(Stored data)

------------------------------

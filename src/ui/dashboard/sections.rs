use super::*;

impl Dashboard {
    pub(super) fn render_header(frame: &mut Frame, area: Rect, app: &AppState) {
        let name = app.current_user().map(|u| u.name.as_str()).unwrap_or("there");
        let house = app.house_name();

        let mut lines = vec![Line::from(vec![
            Span::styled(format!("Hi, {name}"), Style::default().bold()),
            Span::raw("  "),
            Span::styled(house.to_string(), Style::default().fg(Color::Cyan)),
        ])];

        let pending_today = app.todays_chores().filter(|c| !c.is_done).count();
        lines.push(Line::from(Span::styled(
            format!("{pending_today} chore(s) due today"),
            Style::default().fg(Color::Gray),
        )));

        if let Some(leader) = app.weekly_leader() {
            lines.push(Line::from(vec![
                Span::styled("Weekly leader: ", Style::default().fg(Color::Gray)),
                avatar(leader),
                Span::raw(format!(" {} ", leader.name)),
                Span::styled(
                    format!("{} pts", leader.points),
                    Style::default().fg(Color::Yellow),
                ),
            ]));
        }

        frame.render_widget(
            Paragraph::new(lines).block(Block::default().borders(Borders::BOTTOM)),
            area,
        );
    }

    pub(super) fn render_announcement(frame: &mut Frame, area: Rect) {
        let paragraph = Paragraph::new(ANNOUNCEMENT)
            .wrap(Wrap { trim: true })
            .style(Style::default().fg(Color::White))
            .block(
                Block::default()
                    .borders(Borders::ALL)
                    .border_style(Style::default().fg(Color::Blue))
                    .title(" Announcement "),
            );
        frame.render_widget(paragraph, area);
    }

    pub(super) fn render_members(frame: &mut Frame, area: Rect, app: &AppState) {
        let mut spans = Vec::new();
        for user in app.members() {
            if !spans.is_empty() {
                spans.push(Span::raw("  "));
            }
            spans.push(avatar(user));
            spans.push(Span::raw(format!(" {}", user.name)));
        }

        frame.render_widget(
            Paragraph::new(Line::from(spans))
                .block(Block::default().borders(Borders::ALL).title(" Members ")),
            area,
        );
    }

    pub(super) fn render_completion(frame: &mut Frame, area: Rect, app: &AppState) {
        let total = app.chores().len();
        let done = app.chores().iter().filter(|c| c.is_done).count();
        let ratio = if total == 0 {
            0.0
        } else {
            done as f64 / total as f64
        };

        let gauge = Gauge::default()
            .block(Block::default().borders(Borders::ALL).title(" Progress "))
            .gauge_style(Style::default().fg(Color::Green).bg(Color::DarkGray))
            .ratio(ratio)
            .label(format!("{done}/{total} done"));
        frame.render_widget(gauge, area);
    }

    pub(super) fn render_chores(frame: &mut Frame, area: Rect, state: &mut UiState) {
        let items: Vec<ListItem> = state
            .app
            .chores()
            .iter()
            .map(|chore| ListItem::new(Self::chore_line(&state.app, chore)))
            .collect();

        let list = List::new(items)
            .block(Block::default().borders(Borders::ALL).title(" Chores "))
            .highlight_style(
                Style::default()
                    .bg(Color::DarkGray)
                    .add_modifier(Modifier::BOLD),
            )
            .highlight_symbol("▶ ");

        frame.render_stateful_widget(list, area, &mut state.dashboard.list_state);
    }

    fn chore_line<'a>(app: &AppState, chore: &'a Chore) -> Line<'a> {
        let (marker, title_style) = if chore.is_done {
            (
                Span::styled("✓ ", Style::default().fg(Color::Green)),
                Style::default()
                    .fg(Color::DarkGray)
                    .add_modifier(Modifier::CROSSED_OUT),
            )
        } else {
            (
                Span::styled("○ ", Style::default().fg(Color::Gray)),
                Style::default().fg(Color::White),
            )
        };

        let mut spans = vec![
            marker,
            Span::styled(chore.title.as_str(), title_style),
            Span::raw("  "),
            Span::styled(chore.due.label(), due_style(chore.due)),
        ];
        if let Some(user) = app.user(chore.assignee) {
            spans.push(Span::raw("  "));
            spans.push(avatar(user));
        }
        Line::from(spans)
    }

    pub(super) fn render_action_button(frame: &mut Frame, area: Rect, action: ActionButton) {
        let span = match action {
            ActionButton::Collapsed => button("+", true),
            ActionButton::Expanded => button("+ New Chore (press N again)", true),
        };
        frame.render_widget(
            Paragraph::new(Line::from(span)).alignment(Alignment::Right),
            area,
        );
    }
}
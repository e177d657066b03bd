// Integration tests for chores and the member roster

use houseflow::household::{
    AppState, ChoreId, DueLabel, NewChore, Roster, StoreError, User, UserId,
};

use crate::common::helpers::*;

#[test]
fn test_seeded_chores() {
    let app = signed_in_app();
    let chores = app.chores();
    assert_eq!(chores.len(), 5);
    assert!(chores[4].is_done);
    assert!(chores[..4].iter().all(|c| !c.is_done));

    // Every seed chore points at a member of the roster
    for chore in chores {
        assert!(app.user(chore.assignee).is_some(), "{} has no assignee", chore.title);
    }
}

#[test]
fn test_toggle_twice_restores_chore() {
    let mut app = dashboard_app();
    let before = app.chores().to_vec();
    let id = before[1].id;

    assert_eq!(app.toggle_chore_completion(id), Some(true));
    assert_eq!(app.chores()[1].id, id);
    assert_eq!(app.toggle_chore_completion(id), Some(false));
    assert_eq!(app.chores(), before.as_slice());
}

#[test]
fn test_toggle_unknown_id_is_noop() {
    let mut app = dashboard_app();
    let before = app.chores().to_vec();
    assert_eq!(app.toggle_chore_completion(ChoreId::new()), None);
    assert_eq!(app.chores(), before.as_slice());
}

#[test]
fn test_todays_chores_include_overdue() {
    let app = signed_in_app();
    let titles: Vec<_> = app.todays_chores().map(|c| c.title.as_str()).collect();
    assert_eq!(
        titles,
        vec![
            "Take out the trash",
            "Clean kitchen counter",
            "Vacuum living room",
            "Do laundry",
        ]
    );
}

#[test]
fn test_add_chore() {
    let mut app = dashboard_app();
    let assignee = app.members()[2].id;

    let id = app
        .add_chore(NewChore {
            title: "  Water plants ".to_string(),
            description: "Balcony and hallway".to_string(),
            assignee,
            due: DueLabel::Tomorrow,
        })
        .unwrap();

    assert_eq!(app.chores().len(), 6);
    let chore = app.chore(id).unwrap();
    assert_eq!(chore.title, "Water plants");
    assert_eq!(chore.assignee, assignee);
    assert_eq!(chore.due, DueLabel::Tomorrow);
    assert!(!chore.is_done);
}

#[test]
fn test_add_chore_validation() {
    let mut app = dashboard_app();
    let assignee = app.members()[0].id;

    let blank = NewChore {
        title: "   ".to_string(),
        description: String::new(),
        assignee,
        due: DueLabel::Today,
    };
    assert_eq!(app.add_chore(blank), Err(StoreError::EmptyChoreTitle));

    let stranger = NewChore {
        title: "Mop floor".to_string(),
        description: String::new(),
        assignee: UserId::new(),
        due: DueLabel::Today,
    };
    assert_eq!(app.add_chore(stranger), Err(StoreError::UnknownUser));
    assert_eq!(app.chores().len(), 5);
}

#[test]
fn test_weekly_leader_and_leaderboard() {
    let roster = Roster::demo();
    assert_eq!(roster.weekly_leader().unwrap().name, "Mahmut");

    let points: Vec<u32> = roster.leaderboard().iter().map(|u| u.points).collect();
    assert_eq!(points, vec![12, 10, 8, 6]);
}

#[test]
fn test_leader_ties_go_to_first_member() {
    let roster = Roster::new(vec![
        User::new("Ada", 5),
        User::new("Grace", 5),
        User::new("Linus", 2),
    ]);
    assert_eq!(roster.weekly_leader().unwrap().name, "Ada");
}

#[test]
fn test_small_roster_has_no_seed_chores() {
    let mut app = AppState::new(Roster::new(vec![User::new("Solo Dweller", 0)]));
    app.request_authentication().unwrap();
    app.authenticate().unwrap();
    assert_eq!(app.current_user().unwrap().initials(), "SD");
    assert!(app.chores().is_empty());
}
// Dashboard screen implementation

use crate::household::{AppState, Chore};
use crate::ui::components::{Footer, avatar, button, due_style};
use crate::ui::constants::ANNOUNCEMENT;
use crate::ui::popups;
use crate::ui::state::{ActionButton, DashboardPopup, UiState};
use ratatui::{
    Frame,
    layout::{Alignment, Constraint, Direction, Layout, Rect},
    style::{Color, Modifier, Style, Stylize},
    text::{Line, Span},
    widgets::{Block, Borders, Gauge, List, ListItem, Paragraph, Widget, Wrap},
};

mod sections;

pub struct Dashboard;

impl Dashboard {
    pub fn render(frame: &mut Frame, state: &mut UiState) {
        let area = frame.area();

        let chunks = Layout::default()
            .direction(Direction::Vertical)
            .constraints([
                Constraint::Length(4), // Greeting and leader
                Constraint::Length(4), // Announcement
                Constraint::Length(3), // Members
                Constraint::Length(3), // Completion
                Constraint::Min(0),    // Chore list
                Constraint::Length(1), // Action button
                Constraint::Length(1), // Footer
            ])
            .split(area);

        Self::render_header(frame, chunks[0], &state.app);
        Self::render_announcement(frame, chunks[1]);
        Self::render_members(frame, chunks[2], &state.app);
        Self::render_completion(frame, chunks[3], &state.app);
        Self::render_chores(frame, chunks[4], state);
        Self::render_action_button(frame, chunks[5], state.dashboard.action_button);

        Footer::dashboard(state.status.as_deref()).render(chunks[6], frame.buffer_mut());

        match &state.dashboard.popup {
            Some(DashboardPopup::ChoreDetail(id)) => {
                popups::render_chore_detail(frame, &state.app, *id)
            }
            Some(DashboardPopup::NewChore(form)) => {
                popups::render_new_chore(frame, &state.app, form)
            }
            Some(DashboardPopup::LogoutConfirm) => popups::render_logout(frame, &state.app),
            None => {}
        }
    }
}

------------------------------

Only the lines above starting with the one with "Dashboard screen implementation" and going through the one with "mod sections;" are to be copied, word for word and with both ends kept.

Exercise response
// Dashboard screen implementation

use crate::household::{AppState, Chore};
use crate::ui::components::{Footer, avatar, button, due_style};
use crate::ui::constants::ANNOUNCEMENT;
use crate::ui::popups;
use crate::ui::state::{ActionButton, DashboardPopup, UiState};
use ratatui::{
    Frame,
    layout::{Alignment, Constraint, Direction, Layout, Rect},
    style::{Color, Modifier, Style, Stylize},
    text::{Line, Span},
    widgets::{Block, Borders, Gauge, List, ListItem, Paragraph, Widget, Wrap},
};

mod sections;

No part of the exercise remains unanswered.